DATA =>

-=-=-=-=-

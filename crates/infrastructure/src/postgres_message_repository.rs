use async_trait::async_trait;
use sqlx::{FromRow, PgPool};
use uuid::Uuid;

use veritrail_application::{AuditEvent, MessageRecord, MessageRepository, PostMessageInput};
use veritrail_core::{AppError, AppResult, TenantId};
use veritrail_domain::ResourceKind;

use crate::postgres_audit_repository::insert_audit_event;

/// PostgreSQL-backed repository for resource-attached message threads.
///
/// Every insert and its audit row commit in one transaction.
#[derive(Clone)]
pub struct PostgresMessageRepository {
    pool: PgPool,
}

impl PostgresMessageRepository {
    /// Creates a repository with the provided connection pool.
    #[must_use]
    pub fn new(pool: PgPool) -> Self {
        Self { pool }
    }
}

const MESSAGE_COLUMNS: &str = r#"
    id,
    resource_kind,
    resource_id,
    parent_id,
    author_subject,
    body,
    to_char(created_at AT TIME ZONE 'UTC', 'YYYY-MM-DD"T"HH24:MI:SS"Z"') AS created_at
"#;

#[derive(Debug, FromRow)]
struct MessageRow {
    id: Uuid,
    resource_kind: String,
    resource_id: String,
    parent_id: Option<Uuid>,
    author_subject: String,
    body: String,
    created_at: String,
}

impl From<MessageRow> for MessageRecord {
    fn from(row: MessageRow) -> Self {
        Self {
            message_id: row.id.to_string(),
            resource_kind: row.resource_kind,
            resource_id: row.resource_id,
            parent_id: row.parent_id.map(|parent| parent.to_string()),
            author_subject: row.author_subject,
            body: row.body,
            created_at: row.created_at,
        }
    }
}

#[async_trait]
impl MessageRepository for PostgresMessageRepository {
    async fn list_thread(
        &self,
        tenant_id: TenantId,
        resource_kind: ResourceKind,
        resource_id: &str,
    ) -> AppResult<Vec<MessageRecord>> {
        let rows = sqlx::query_as::<_, MessageRow>(&format!(
            r#"
            SELECT {MESSAGE_COLUMNS}
            FROM messages
            WHERE tenant_id = $1
                AND resource_kind = $2
                AND resource_id = $3
            ORDER BY created_at, id
            "#
        ))
        .bind(tenant_id.as_uuid())
        .bind(resource_kind.as_str())
        .bind(resource_id)
        .fetch_all(&self.pool)
        .await
        .map_err(|error| AppError::Internal(format!("failed to list message thread: {error}")))?;

        Ok(rows.into_iter().map(MessageRecord::from).collect())
    }

    async fn find_message(
        &self,
        tenant_id: TenantId,
        message_id: &str,
    ) -> AppResult<Option<MessageRecord>> {
        let Ok(message_uuid) = Uuid::parse_str(message_id) else {
            return Ok(None);
        };

        let row = sqlx::query_as::<_, MessageRow>(&format!(
            r#"
            SELECT {MESSAGE_COLUMNS}
            FROM messages
            WHERE tenant_id = $1
                AND id = $2
            "#
        ))
        .bind(tenant_id.as_uuid())
        .bind(message_uuid)
        .fetch_optional(&self.pool)
        .await
        .map_err(|error| AppError::Internal(format!("failed to load message: {error}")))?;

        Ok(row.map(MessageRecord::from))
    }

    async fn create_message(
        &self,
        tenant_id: TenantId,
        input: PostMessageInput,
        author_subject: &str,
        audit: AuditEvent,
    ) -> AppResult<MessageRecord> {
        let parent_uuid = input
            .parent_id
            .as_deref()
            .map(|parent_id| {
                Uuid::parse_str(parent_id).map_err(|_| {
                    AppError::NotFound(format!("parent message '{parent_id}' not found"))
                })
            })
            .transpose()?;

        let mut tx = self
            .pool
            .begin()
            .await
            .map_err(|error| AppError::Internal(format!("failed to open transaction: {error}")))?;

        let row = sqlx::query_as::<_, MessageRow>(&format!(
            r#"
            INSERT INTO messages (
                tenant_id,
                resource_kind,
                resource_id,
                parent_id,
                author_subject,
                body
            )
            VALUES ($1, $2, $3, $4, $5, $6)
            RETURNING {MESSAGE_COLUMNS}
            "#
        ))
        .bind(tenant_id.as_uuid())
        .bind(input.resource_kind.as_str())
        .bind(&input.resource_id)
        .bind(parent_uuid)
        .bind(author_subject)
        .bind(input.body.as_str())
        .fetch_one(&mut *tx)
        .await
        .map_err(|error| AppError::Internal(format!("failed to create message: {error}")))?;

        insert_audit_event(&mut *tx, tenant_id, &audit, "message", &row.id.to_string()).await?;

        tx.commit()
            .await
            .map_err(|error| AppError::Internal(format!("failed to commit message: {error}")))?;

        Ok(MessageRecord::from(row))
    }
}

-=-=-=-=-

WORK REQUIRED => Using the records above, restate word for word the lines from the one with "pub struct PostgresMessageRepository" through the one with "#[async_trait]", both included.

RESPONSE AREA =>
pub struct PostgresMessageRepository {
    pool: PgPool,
}

impl PostgresMessageRepository {
    /// Creates a repository with the provided connection pool.
    #[must_use]
    pub fn new(pool: PgPool) -> Self {
        Self { pool }
    }
}

const MESSAGE_COLUMNS: &str = r#"
    id,
    resource_kind,
    resource_id,
    parent_id,
    author_subject,
    body,
    to_char(created_at AT TIME ZONE 'UTC', 'YYYY-MM-DD"T"HH24:MI:SS"Z"') AS created_at
"#;

#[derive(Debug, FromRow)]
struct MessageRow {
    id: Uuid,
    resource_kind: String,
    resource_id: String,
    parent_id: Option<Uuid>,
    author_subject: String,
    body: String,
    created_at: String,
}

impl From<MessageRow> for MessageRecord {
    fn from(row: MessageRow) -> Self {
        Self {
            message_id: row.id.to_string(),
            resource_kind: row.resource_kind,
            resource_id: row.resource_id,
            parent_id: row.parent_id.map(|parent| parent.to_string()),
            author_subject: row.author_subject,
            body: row.body,
            created_at: row.created_at,
        }
    }
}

#[async_trait]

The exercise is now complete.